Uchenna Ajoku, Michael G. Johnson, Greg McIntosh, Ken Thomas, Christopher S. Bailey, Hamilton Hall, Charles G. Fisher, Neil Manson, Y. Raja Rampersaud, Nicolas Dea, Sean Christie, Edward Abraham, Michael H. Weber, Raphaele Charest-Morin, Najmedden Attabib, André le Roux, Philippe Phan, Jerome Paquet, Peter Lewkonia, Michael Goytan


October 2023, Volume 32, Issue 10, pp 3583 - 3590 Original Article Read Full Article 10.1007/s00586-023-07882-3

First Online: 18 August 2023

Study design

An ambispective review of consecutive cervical spine surgery patients enrolled in the Canadian Spine Outcomes and Research Network (CSORN) between January 2015 and September 2019.

Purpose

To compare complication rates of degenerative cervical spine surgery over time between older (> 65) and younger age groups (< 65).

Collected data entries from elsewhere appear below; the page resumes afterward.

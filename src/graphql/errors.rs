use async_graphql::*;

use crate::errors::CatalogError;

/// Structured error builder for consistent error handling
pub struct StructuredError;

impl StructuredError {
    /// Create a "database error"
    pub fn database(operation: &str, cause: impl std::fmt::Display) -> Error {
        Error::new(format!("Database error during {}: {}", operation, cause)).extend_with(|_, e| {
            e.set("code", "DATABASE_ERROR");
            e.set("operation", operation);
        })
    }

    /// Create an "internal error"
    pub fn internal(message: impl Into<String>) -> Error {
        Error::new(message.into()).extend_with(|_, e| {
            e.set("code", "INTERNAL_ERROR");
        })
    }
}

/// Map a service error onto a GraphQL error carrying an `extensions.code`.
pub fn catalog_error_to_graphql_error(error: CatalogError) -> Error {
    match &error {
        CatalogError::Database(cause) => StructuredError::database("catalog query", cause),
        CatalogError::Config(_) => {
            let code = error.error_code();
            Error::new(error.to_string()).extend_with(|_, e| {
                e.set("code", code);
            })
        }
        CatalogError::Io(_) => StructuredError::internal(error.to_string()),
    }
}
use async_graphql::*;

use crate::graphql::context::GraphQLContext;
use crate::graphql::errors::catalog_error_to_graphql_error;
use crate::graphql::types::{MovieInput, MoviePayload};
use crate::services::MovieDraft;

#[derive(Default)]
pub struct MovieMutation;

#[Object]
impl MovieMutation {
    /// Create a movie with its cast
    async fn create_movie(&self, ctx: &Context<'_>, input: MovieInput) -> Result<MoviePayload> {
        let context = ctx.data::<GraphQLContext>()?;
        let outcome = context
            .movie_service()
            .create_movie(MovieDraft::from(input))
            .await
            .map_err(catalog_error_to_graphql_error)?;

        Ok(MoviePayload::from_model(outcome.into_movie()))
    }

    /// Overwrite a movie's title, year and cast
    async fn update_movie(
        &self,
        ctx: &Context<'_>,
        id: i32,
        input: MovieInput,
    ) -> Result<MoviePayload> {
        let context = ctx.data::<GraphQLContext>()?;
        let outcome = context
            .movie_service()
            .update_movie(id, MovieDraft::from(input))
            .await
            .map_err(catalog_error_to_graphql_error)?;

        Ok(MoviePayload::from_model(outcome.into_movie()))
    }
}
use std::sync::Arc;

use sea_orm::DatabaseConnection;

use crate::services::{ActorService, MovieService};

/// Shared application context exposing the catalog services to the GraphQL layer.
#[derive(Clone)]
pub struct AppContext {
    db: DatabaseConnection,
    actor_service: Arc<ActorService>,
    movie_service: Arc<MovieService>,
}

impl AppContext {
    pub fn new(db: DatabaseConnection) -> Self {
        let actor_service = Arc::new(ActorService::new(db.clone()));
        let movie_service = Arc::new(MovieService::new(db.clone()));

        Self {
            db,
            actor_service,
            movie_service,
        }
    }

    pub fn db(&self) -> &DatabaseConnection {
        &self.db
    }

    pub fn actor_service(&self) -> &Arc<ActorService> {
        &self.actor_service
    }

    pub fn movie_service(&self) -> &Arc<MovieService> {
        &self.movie_service
    }
}
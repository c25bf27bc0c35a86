use sea_orm_migration::prelude::*;

#[derive(DeriveMigrationName)]
pub struct Migration;

#[async_trait::async_trait]
impl MigrationTrait for Migration {
    async fn up(&self, manager: &SchemaManager) -> Result<(), DbErr> {
        // Create actors table
        manager
            .create_table(
                Table::create()
                    .table(Actors::Table)
                    .if_not_exists()
                    .col(
                        ColumnDef::new(Actors::Id)
                            .integer()
                            .not_null()
                            .auto_increment()
                            .primary_key(),
                    )
                    .col(ColumnDef::new(Actors::Name).string().not_null())
                    .to_owned(),
            )
            .await?;

        // Create movies table
        manager
            .create_table(
                Table::create()
                    .table(Movies::Table)
                    .if_not_exists()
                    .col(
                        ColumnDef::new(Movies::Id)
                            .integer()
                            .not_null()
                            .auto_increment()
                            .primary_key(),
                    )
                    .col(ColumnDef::new(Movies::Title).string().not_null())
                    .col(ColumnDef::new(Movies::Year).integer().not_null())
                    .to_owned(),
            )
            .await?;

        // Create movie_actors association table
        manager
            .create_table(
                Table::create()
                    .table(MovieActors::Table)
                    .if_not_exists()
                    .col(
                        ColumnDef::new(MovieActors::Id)
                            .integer()
                            .not_null()
                            .auto_increment()
                            .primary_key(),
                    )
                    .col(ColumnDef::new(MovieActors::MovieId).integer().not_null())
                    .col(ColumnDef::new(MovieActors::ActorId).integer().not_null())
                    .foreign_key(
                        ForeignKey::create()
                            .name("fk_movie_actors_movie_id")
                            .from(MovieActors::Table, MovieActors::MovieId)
                            .to(Movies::Table, Movies::Id)
                            .on_delete(ForeignKeyAction::Cascade),
                    )
                    .foreign_key(
                        ForeignKey::create()
                            .name("fk_movie_actors_actor_id")
                            .from(MovieActors::Table, MovieActors::ActorId)
                            .to(Actors::Table, Actors::Id)
                            .on_delete(ForeignKeyAction::Cascade),
                    )
                    .to_owned(),
            )
            .await?;

        // An actor is credited at most once per movie
        manager
            .create_index(
                Index::create()
                    .name("idx_movie_actors_movie_actor")
                    .table(MovieActors::Table)
                    .col(MovieActors::MovieId)
                    .col(MovieActors::ActorId)
                    .unique()
                    .to_owned(),
            )
            .await?;

        manager
            .create_index(
                Index::create()
                    .name("idx_movie_actors_actor_id")
                    .table(MovieActors::Table)
                    .col(MovieActors::ActorId)
                    .to_owned(),
            )
            .await?;

        Ok(())
    }

    async fn down(&self, manager: &SchemaManager) -> Result<(), DbErr> {
        manager
            .drop_table(Table::drop().table(MovieActors::Table).to_owned())
            .await?;

        manager
            .drop_table(Table::drop().table(Movies::Table).to_owned())
            .await?;

        manager
            .drop_table(Table::drop().table(Actors::Table).to_owned())
            .await?;

        Ok(())
    }
}

#[derive(DeriveIden)]
enum Actors {
    Table,
    Id,
    Name,
}

#[derive(DeriveIden)]
enum Movies {
    Table,
    Id,
    Title,
    Year,
}

#[derive(DeriveIden)]
enum MovieActors {
    Table,
    Id,
    MovieId,
    ActorId,
}
use async_graphql::connection::{query, Connection, Edge};
use async_graphql::*;

use crate::global_id::{self, NodeKind};
use crate::graphql::context::GraphQLContext;
use crate::graphql::errors::catalog_error_to_graphql_error;
use crate::graphql::types::{Actor, ActorFilter, Movie, MovieFilter, Node, PageWindow};
use crate::services::{ActorQuery, MovieQuery};

#[derive(Default)]
pub struct Query;

#[Object]
impl Query {
    /// Get a specific actor by ID
    async fn actor(&self, ctx: &Context<'_>, id: Option<i32>) -> Result<Option<Actor>> {
        let Some(id) = id else {
            return Ok(None);
        };

        let context = ctx.data::<GraphQLContext>()?;
        let actor = context
            .actor_service()
            .get_actor(id)
            .await
            .map_err(catalog_error_to_graphql_error)?;

        Ok(actor.map(Actor::from))
    }

    /// Get a specific movie by ID
    async fn movie(&self, ctx: &Context<'_>, id: Option<i32>) -> Result<Option<Movie>> {
        let Some(id) = id else {
            return Ok(None);
        };

        let context = ctx.data::<GraphQLContext>()?;
        let movie = context
            .movie_service()
            .get_movie(id)
            .await
            .map_err(catalog_error_to_graphql_error)?;

        Ok(movie.map(Movie::from))
    }

    /// List actors, optionally filtered by name
    async fn actors(
        &self,
        ctx: &Context<'_>,
        filter: Option<ActorFilter>,
        after: Option<String>,
        before: Option<String>,
        first: Option<i32>,
        last: Option<i32>,
    ) -> Result<Connection<usize, Actor>> {
        let context = ctx.data::<GraphQLContext>()?;
        let service = context.actor_service();
        let filter = ActorQuery::from(filter.unwrap_or_default());

        query(
            after,
            before,
            first,
            last,
            |after: Option<usize>, before: Option<usize>, first, last| async move {
                let total = service
                    .count_actors(&filter)
                    .await
                    .map_err(catalog_error_to_graphql_error)?;
                let window = PageWindow::resolve(total as usize, after, before, first, last);

                let mut connection =
                    Connection::new(window.has_previous_page(), window.has_next_page());
                if window.is_empty() {
                    return Ok::<_, Error>(connection);
                }

                let actors = service
                    .list_actors(&filter, window.offset(), Some(window.limit()))
                    .await
                    .map_err(catalog_error_to_graphql_error)?;

                connection.edges.extend(
                    actors
                        .into_iter()
                        .enumerate()
                        .map(|(i, actor)| Edge::new(window.start + i, Actor::from(actor))),
                );
                Ok(connection)
            },
        )
        .await
    }

    /// List movies, optionally filtered by title and year
    async fn movies(
        &self,
        ctx: &Context<'_>,
        filter: Option<MovieFilter>,
        after: Option<String>,
        before: Option<String>,
        first: Option<i32>,
        last: Option<i32>,
    ) -> Result<Connection<usize, Movie>> {
        let context = ctx.data::<GraphQLContext>()?;
        let service = context.movie_service();
        let filter = MovieQuery::from(filter.unwrap_or_default());

        query(
            after,
            before,
            first,
            last,
            |after: Option<usize>, before: Option<usize>, first, last| async move {
                let total = service
                    .count_movies(&filter)
                    .await
                    .map_err(catalog_error_to_graphql_error)?;
                let window = PageWindow::resolve(total as usize, after, before, first, last);

                let mut connection =
                    Connection::new(window.has_previous_page(), window.has_next_page());
                if window.is_empty() {
                    return Ok::<_, Error>(connection);
                }

                let movies = service
                    .list_movies(&filter, window.offset(), Some(window.limit()))
                    .await
                    .map_err(catalog_error_to_graphql_error)?;

                connection.edges.extend(
                    movies
                        .into_iter()
                        .enumerate()
                        .map(|(i, movie)| Edge::new(window.start + i, Movie::from(movie))),
                );
                Ok(connection)
            },
        )
        .await
    }

    /// Fetch any object by its relay global id
    async fn node(&self, ctx: &Context<'_>, id: ID) -> Result<Option<Node>> {
        let Some((kind, key)) = global_id::decode(id.as_str()) else {
            return Ok(None);
        };

        let context = ctx.data::<GraphQLContext>()?;
        let node = match kind {
            NodeKind::Actor => context
                .actor_service()
                .get_actor(key)
                .await
                .map_err(catalog_error_to_graphql_error)?
                .map(|actor| Node::Actor(Actor::from(actor))),
            NodeKind::Movie => context
                .movie_service()
                .get_movie(key)
                .await
                .map_err(catalog_error_to_graphql_error)?
                .map(|movie| Node::Movie(Movie::from(movie))),
        };

        Ok(node)
    }
}
use async_graphql::*;

use crate::database::entities::movies;
use crate::global_id::{self, NodeKind};
use crate::graphql::context::GraphQLContext;
use crate::graphql::errors::catalog_error_to_graphql_error;
use crate::graphql::types::{Actor, ActorRefInput};
use crate::services::{ActorRef, MovieDraft, MovieQuery};

#[derive(SimpleObject, Clone, Debug)]
#[graphql(complex)]
pub struct Movie {
    /// Relay global id
    pub id: ID,
    pub database_id: i32,
    pub title: String,
    pub year: i32,
}

impl From<movies::Model> for Movie {
    fn from(model: movies::Model) -> Self {
        Self {
            id: ID(global_id::encode(NodeKind::Movie, model.id)),
            database_id: model.id,
            title: model.title,
            year: model.year,
        }
    }
}

#[ComplexObject]
impl Movie {
    /// Actors credited in this movie
    async fn actors(&self, ctx: &Context<'_>) -> Result<Vec<Actor>> {
        let context = ctx.data::<GraphQLContext>()?;
        let actors = context
            .movie_service()
            .actors_for_movie(self.database_id)
            .await
            .map_err(catalog_error_to_graphql_error)?;

        Ok(actors.into_iter().map(Actor::from).collect())
    }
}

#[derive(InputObject)]
pub struct MovieInput {
    /// Ignored on create and update; the target comes from the mutation arguments
    pub id: Option<ID>,
    pub title: String,
    pub year: i32,
    /// Full replacement cast; omitted means no actors
    pub actors: Option<Vec<ActorRefInput>>,
}

impl From<MovieInput> for MovieDraft {
    fn from(input: MovieInput) -> Self {
        draft(input.title, input.year, input.actors)
    }
}

pub(crate) fn draft(title: String, year: i32, actors: Option<Vec<ActorRefInput>>) -> MovieDraft {
    MovieDraft {
        title,
        year,
        actors: actors
            .unwrap_or_default()
            .iter()
            .map(|actor| ActorRef::parse(actor.id.as_str()))
            .collect(),
    }
}

#[derive(InputObject, Default)]
pub struct MovieFilter {
    /// Exact title match
    pub title: Option<String>,
    /// Case-insensitive title prefix
    pub title_starts_with: Option<String>,
    /// Case-insensitive title substring
    pub title_contains: Option<String>,
    pub year: Option<i32>,
}

impl From<MovieFilter> for MovieQuery {
    fn from(filter: MovieFilter) -> Self {
        Self {
            title: filter.title,
            title_starts_with: filter.title_starts_with,
            title_contains: filter.title_contains,
            year: filter.year,
        }
    }
}
use sea_orm::{Database, DatabaseConnection, DbErr};
use sea_orm_migration::MigratorTrait;
use tracing::info;

use super::migrations::Migrator;

pub async fn establish_connection(database_url: &str) -> Result<DatabaseConnection, DbErr> {
    Database::connect(database_url).await
}

/// Map a database path from config or the command line to a SQLite URL.
pub fn get_database_url(database_path: Option<&str>) -> String {
    match database_path {
        Some(":memory:") => "sqlite::memory:".to_string(),
        Some(path) if path.starts_with("sqlite:") => path.to_string(),
        Some(path) => format!("sqlite:{}?mode=rwc", path),
        None => "sqlite:cinegraph.db?mode=rwc".to_string(),
    }
}

/// Bring the schema up to date.
pub async fn setup_database(db: &DatabaseConnection) -> Result<(), DbErr> {
    Migrator::up(db, None).await?;
    info!("Database migrations completed");
    Ok(())
}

Summary of background data

More elderly people are having spinal surgery. Few studies have examined the temporal nature of complications of cervical spine surgery by patient age groups.

Methods

Adverse events were collected prospectively using adverse event forms. Binary logistic regression analysis was utilized to assess associations between risk modifiers and adverse events at the intra-, peri-operative and 3 months post-surgery.

Results

Of the 761 patients studied (age < 65, n = 581 (76.3%) and 65 + n = 180 (23.7%), the intra-op adverse events were not significantly different; < 65 = 19 (3.3%) vs 65 +  = 11 (6.1%), p < 0.087. Peri-operatively, the < 65 group had significantly lower percentage of adverse events (65yrs (11.2%) vs. 65 +  = (26.1%), p < 0.001). There were no differences in rates of adverse events at 3 months post-surgery (< 65 = 39 (6.7%) vs. 65 +  = 12 (6.7%), p < 0.983). Less blood loss (OR = 0.99, p < 0.010) and shorter length of hospital stay (OR = 0.97, p < 0.025) were associated with not having intra-op adverse events. Peri-operatively, > 1 operated level (OR = 1.77, p < 0.041), shorter length of hospital stay (OR = 0.86, p < 0.001) and being younger than 65 years (OR = 2.11, p < 0.006) were associated with not having adverse events.

Conclusion

Following degenerative cervical spine surgery, the older and younger age groups had significantly different complication rates at peri-operative time points, and the intra-operative and 3-month post-operative complication rates were similar in the groups.